— WORK TO COMPLETE —
Please copy each line of the data that includes the string "join".

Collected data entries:
********

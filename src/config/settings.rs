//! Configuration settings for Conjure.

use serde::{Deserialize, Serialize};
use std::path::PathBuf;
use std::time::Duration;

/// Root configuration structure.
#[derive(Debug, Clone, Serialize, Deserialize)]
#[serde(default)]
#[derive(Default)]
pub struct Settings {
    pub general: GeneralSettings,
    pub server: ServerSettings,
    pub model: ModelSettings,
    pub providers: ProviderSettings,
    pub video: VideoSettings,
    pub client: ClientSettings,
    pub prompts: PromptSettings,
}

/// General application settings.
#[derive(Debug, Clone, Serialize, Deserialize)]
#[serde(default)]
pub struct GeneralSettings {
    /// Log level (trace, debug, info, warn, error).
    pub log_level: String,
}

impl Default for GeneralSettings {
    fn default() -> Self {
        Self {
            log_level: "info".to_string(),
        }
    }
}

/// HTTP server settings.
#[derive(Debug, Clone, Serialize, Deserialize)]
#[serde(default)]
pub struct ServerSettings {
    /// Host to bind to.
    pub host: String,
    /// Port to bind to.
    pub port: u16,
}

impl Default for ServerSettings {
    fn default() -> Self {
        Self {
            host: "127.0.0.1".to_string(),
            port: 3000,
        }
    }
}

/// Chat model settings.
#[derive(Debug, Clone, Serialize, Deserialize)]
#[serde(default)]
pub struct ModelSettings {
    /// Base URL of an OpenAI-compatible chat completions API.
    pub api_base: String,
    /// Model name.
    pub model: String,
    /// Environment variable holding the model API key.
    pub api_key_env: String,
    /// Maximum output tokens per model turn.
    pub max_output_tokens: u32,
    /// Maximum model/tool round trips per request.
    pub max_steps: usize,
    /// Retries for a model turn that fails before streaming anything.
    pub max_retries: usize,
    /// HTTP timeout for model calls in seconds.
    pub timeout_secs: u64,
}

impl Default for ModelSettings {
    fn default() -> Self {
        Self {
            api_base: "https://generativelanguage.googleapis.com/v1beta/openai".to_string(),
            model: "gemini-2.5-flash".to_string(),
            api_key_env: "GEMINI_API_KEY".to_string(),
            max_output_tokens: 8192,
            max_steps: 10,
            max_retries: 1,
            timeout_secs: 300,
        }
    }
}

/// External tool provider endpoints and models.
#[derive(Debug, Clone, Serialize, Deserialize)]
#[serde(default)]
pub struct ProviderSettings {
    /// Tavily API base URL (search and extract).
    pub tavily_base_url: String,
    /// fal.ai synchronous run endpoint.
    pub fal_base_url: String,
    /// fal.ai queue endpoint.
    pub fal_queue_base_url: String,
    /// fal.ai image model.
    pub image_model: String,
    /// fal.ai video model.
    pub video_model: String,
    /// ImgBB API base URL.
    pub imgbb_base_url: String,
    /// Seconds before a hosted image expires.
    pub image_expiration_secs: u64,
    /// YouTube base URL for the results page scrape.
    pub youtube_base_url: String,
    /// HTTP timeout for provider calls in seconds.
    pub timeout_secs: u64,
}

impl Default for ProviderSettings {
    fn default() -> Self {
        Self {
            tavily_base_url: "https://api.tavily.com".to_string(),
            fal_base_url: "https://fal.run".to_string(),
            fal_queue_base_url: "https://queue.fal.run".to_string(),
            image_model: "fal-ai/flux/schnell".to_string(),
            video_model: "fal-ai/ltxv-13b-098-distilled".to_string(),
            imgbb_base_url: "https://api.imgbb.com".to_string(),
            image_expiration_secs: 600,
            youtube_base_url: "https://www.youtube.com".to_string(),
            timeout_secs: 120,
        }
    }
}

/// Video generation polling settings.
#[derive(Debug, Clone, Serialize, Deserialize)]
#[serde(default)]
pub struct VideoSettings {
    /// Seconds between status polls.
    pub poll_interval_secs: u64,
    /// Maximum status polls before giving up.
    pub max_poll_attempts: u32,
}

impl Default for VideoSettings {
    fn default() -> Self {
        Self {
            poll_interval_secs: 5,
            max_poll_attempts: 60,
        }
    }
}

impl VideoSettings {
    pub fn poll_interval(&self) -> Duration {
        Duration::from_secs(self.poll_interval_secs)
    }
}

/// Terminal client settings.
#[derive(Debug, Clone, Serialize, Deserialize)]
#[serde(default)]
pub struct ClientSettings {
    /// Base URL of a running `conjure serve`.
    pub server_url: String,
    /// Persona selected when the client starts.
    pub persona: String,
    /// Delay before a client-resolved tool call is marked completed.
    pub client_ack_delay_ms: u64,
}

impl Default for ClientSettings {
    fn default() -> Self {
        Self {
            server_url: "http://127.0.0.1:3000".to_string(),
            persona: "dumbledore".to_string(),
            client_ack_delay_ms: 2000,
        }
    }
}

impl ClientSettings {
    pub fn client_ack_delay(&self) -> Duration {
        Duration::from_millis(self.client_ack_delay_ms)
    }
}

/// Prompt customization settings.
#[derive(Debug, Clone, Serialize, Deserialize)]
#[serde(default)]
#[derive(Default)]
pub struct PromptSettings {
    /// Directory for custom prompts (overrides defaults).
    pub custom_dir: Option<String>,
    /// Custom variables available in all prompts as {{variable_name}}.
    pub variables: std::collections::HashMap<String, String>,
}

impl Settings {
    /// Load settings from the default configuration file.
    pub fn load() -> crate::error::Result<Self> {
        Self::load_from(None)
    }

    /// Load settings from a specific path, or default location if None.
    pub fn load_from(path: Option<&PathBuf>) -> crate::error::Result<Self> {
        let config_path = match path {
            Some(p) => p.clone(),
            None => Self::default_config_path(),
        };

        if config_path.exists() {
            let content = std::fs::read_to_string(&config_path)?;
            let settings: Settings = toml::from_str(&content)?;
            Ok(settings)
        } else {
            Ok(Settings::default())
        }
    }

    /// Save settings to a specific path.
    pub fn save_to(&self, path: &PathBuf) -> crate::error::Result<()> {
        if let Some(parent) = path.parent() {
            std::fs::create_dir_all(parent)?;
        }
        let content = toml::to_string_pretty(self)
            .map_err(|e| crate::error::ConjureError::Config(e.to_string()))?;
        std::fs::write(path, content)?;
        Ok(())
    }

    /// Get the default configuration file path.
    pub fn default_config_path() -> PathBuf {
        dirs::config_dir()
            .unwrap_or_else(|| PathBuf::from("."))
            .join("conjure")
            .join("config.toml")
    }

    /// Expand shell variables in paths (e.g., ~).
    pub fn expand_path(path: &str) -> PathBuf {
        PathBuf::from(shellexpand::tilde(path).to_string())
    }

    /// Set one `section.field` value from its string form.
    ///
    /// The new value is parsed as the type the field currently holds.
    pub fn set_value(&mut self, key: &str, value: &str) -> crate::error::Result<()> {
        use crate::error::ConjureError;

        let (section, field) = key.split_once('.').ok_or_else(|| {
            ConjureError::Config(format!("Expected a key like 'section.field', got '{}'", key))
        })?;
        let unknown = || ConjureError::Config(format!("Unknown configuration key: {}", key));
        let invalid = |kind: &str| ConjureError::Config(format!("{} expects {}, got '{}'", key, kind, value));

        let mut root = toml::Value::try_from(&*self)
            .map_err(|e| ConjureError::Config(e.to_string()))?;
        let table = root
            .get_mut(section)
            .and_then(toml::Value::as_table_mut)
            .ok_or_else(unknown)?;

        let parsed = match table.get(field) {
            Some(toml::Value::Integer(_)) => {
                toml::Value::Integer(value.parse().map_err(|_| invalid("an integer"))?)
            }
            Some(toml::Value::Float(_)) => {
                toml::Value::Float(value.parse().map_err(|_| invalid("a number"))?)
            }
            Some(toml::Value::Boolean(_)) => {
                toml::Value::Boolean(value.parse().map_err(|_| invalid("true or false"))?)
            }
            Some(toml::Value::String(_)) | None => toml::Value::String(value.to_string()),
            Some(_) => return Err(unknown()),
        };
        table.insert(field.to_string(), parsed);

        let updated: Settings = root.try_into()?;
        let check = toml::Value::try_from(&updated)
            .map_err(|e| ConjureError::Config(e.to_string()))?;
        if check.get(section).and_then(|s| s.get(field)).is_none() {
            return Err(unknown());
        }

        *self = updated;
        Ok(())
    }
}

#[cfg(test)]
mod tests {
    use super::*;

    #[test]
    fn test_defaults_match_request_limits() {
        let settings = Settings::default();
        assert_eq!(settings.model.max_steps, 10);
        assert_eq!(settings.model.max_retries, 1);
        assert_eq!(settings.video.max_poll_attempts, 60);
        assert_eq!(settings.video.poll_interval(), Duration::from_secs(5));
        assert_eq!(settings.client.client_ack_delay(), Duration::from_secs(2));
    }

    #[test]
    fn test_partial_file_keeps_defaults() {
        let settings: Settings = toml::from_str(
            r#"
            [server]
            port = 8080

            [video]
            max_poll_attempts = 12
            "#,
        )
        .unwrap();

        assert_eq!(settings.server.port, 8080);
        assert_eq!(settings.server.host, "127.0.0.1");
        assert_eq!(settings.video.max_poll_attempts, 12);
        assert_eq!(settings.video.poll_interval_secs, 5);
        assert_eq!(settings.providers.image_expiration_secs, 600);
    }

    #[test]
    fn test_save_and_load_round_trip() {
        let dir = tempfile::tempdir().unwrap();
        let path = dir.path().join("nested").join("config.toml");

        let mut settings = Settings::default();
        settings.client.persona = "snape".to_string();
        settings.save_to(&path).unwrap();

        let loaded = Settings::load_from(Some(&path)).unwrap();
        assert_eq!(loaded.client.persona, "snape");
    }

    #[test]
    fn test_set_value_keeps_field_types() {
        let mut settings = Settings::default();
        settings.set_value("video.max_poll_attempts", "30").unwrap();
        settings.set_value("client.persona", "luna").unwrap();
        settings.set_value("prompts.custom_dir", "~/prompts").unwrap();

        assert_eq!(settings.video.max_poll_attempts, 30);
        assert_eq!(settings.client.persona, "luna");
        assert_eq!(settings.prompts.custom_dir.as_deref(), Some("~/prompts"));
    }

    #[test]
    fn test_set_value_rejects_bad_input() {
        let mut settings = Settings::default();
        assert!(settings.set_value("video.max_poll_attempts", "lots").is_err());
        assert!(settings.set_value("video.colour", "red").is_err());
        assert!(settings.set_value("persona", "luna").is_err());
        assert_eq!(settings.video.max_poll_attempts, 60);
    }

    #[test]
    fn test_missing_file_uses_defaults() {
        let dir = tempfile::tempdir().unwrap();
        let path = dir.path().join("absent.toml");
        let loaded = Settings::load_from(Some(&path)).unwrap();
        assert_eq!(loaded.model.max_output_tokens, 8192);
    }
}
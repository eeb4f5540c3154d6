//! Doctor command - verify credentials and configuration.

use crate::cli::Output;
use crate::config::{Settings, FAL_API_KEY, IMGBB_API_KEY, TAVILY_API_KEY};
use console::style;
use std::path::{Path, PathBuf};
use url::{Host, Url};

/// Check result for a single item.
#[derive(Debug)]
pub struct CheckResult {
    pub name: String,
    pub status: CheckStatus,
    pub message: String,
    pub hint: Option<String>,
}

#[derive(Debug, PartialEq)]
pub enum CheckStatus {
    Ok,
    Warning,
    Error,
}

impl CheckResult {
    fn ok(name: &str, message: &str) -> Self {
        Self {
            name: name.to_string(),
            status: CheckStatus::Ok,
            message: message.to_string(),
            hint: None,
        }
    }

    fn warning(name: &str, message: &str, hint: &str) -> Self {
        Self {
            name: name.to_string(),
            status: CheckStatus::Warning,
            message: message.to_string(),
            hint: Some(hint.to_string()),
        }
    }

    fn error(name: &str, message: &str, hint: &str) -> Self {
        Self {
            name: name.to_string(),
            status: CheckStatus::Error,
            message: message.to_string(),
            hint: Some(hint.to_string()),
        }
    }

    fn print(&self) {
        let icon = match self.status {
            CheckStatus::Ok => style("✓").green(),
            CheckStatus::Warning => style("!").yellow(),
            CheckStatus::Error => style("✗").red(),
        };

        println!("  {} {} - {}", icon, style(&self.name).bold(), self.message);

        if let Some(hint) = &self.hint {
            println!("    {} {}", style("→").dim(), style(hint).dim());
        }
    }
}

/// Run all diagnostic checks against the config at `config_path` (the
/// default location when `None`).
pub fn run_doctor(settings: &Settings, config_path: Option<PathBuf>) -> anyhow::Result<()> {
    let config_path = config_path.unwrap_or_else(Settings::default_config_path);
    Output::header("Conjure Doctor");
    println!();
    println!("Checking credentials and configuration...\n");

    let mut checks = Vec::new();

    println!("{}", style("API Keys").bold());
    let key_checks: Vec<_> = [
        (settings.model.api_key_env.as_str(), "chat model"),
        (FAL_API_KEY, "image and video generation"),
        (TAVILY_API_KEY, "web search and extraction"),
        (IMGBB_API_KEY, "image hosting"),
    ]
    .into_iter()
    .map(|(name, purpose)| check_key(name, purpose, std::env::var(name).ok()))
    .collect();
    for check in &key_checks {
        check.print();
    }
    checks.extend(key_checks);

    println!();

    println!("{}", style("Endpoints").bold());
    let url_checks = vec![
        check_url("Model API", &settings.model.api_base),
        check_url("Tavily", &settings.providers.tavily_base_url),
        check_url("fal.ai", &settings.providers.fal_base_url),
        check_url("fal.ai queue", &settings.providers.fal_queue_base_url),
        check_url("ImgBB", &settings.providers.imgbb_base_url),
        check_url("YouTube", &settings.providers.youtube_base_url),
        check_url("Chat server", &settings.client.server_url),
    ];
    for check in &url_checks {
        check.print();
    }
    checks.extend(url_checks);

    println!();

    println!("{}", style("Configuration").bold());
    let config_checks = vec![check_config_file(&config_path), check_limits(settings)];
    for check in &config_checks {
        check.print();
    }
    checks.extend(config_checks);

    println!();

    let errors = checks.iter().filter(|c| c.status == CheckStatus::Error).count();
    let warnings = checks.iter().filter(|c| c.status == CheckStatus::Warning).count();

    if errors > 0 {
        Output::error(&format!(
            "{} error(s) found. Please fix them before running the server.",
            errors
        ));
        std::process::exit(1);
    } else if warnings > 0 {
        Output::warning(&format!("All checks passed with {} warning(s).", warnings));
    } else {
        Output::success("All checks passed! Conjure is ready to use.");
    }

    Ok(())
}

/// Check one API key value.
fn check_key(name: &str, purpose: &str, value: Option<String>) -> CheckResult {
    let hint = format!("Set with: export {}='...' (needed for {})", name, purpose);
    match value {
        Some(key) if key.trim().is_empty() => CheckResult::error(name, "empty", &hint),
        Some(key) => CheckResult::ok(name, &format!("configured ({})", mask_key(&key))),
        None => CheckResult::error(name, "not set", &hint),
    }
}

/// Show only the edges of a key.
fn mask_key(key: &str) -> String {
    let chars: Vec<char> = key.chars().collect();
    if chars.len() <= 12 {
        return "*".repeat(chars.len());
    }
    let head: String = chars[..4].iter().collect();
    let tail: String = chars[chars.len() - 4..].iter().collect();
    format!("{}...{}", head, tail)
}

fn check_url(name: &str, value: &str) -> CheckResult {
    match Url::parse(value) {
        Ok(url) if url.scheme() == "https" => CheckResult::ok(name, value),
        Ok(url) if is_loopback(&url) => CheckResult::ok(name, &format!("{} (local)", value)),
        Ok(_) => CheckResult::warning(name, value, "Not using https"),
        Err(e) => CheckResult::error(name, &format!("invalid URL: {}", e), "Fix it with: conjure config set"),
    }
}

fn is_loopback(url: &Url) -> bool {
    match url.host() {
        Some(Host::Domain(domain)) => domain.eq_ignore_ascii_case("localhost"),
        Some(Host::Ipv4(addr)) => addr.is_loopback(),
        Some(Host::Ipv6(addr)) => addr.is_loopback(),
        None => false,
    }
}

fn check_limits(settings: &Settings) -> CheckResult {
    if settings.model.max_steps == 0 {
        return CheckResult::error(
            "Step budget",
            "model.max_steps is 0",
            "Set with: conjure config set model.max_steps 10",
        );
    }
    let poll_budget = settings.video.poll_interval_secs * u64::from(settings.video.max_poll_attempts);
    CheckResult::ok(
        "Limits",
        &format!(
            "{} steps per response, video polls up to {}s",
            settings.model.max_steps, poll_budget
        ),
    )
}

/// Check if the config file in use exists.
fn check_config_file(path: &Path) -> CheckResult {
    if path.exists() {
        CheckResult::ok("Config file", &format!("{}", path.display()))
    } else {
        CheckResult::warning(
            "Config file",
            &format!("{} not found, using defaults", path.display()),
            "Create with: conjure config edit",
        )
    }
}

********

— ANSWER FOR THIS EXERCISE —
            .join("conjure")
            .join("config.toml")
        let path = dir.path().join("nested").join("config.toml");
        let path = dir.path().join("absent.toml");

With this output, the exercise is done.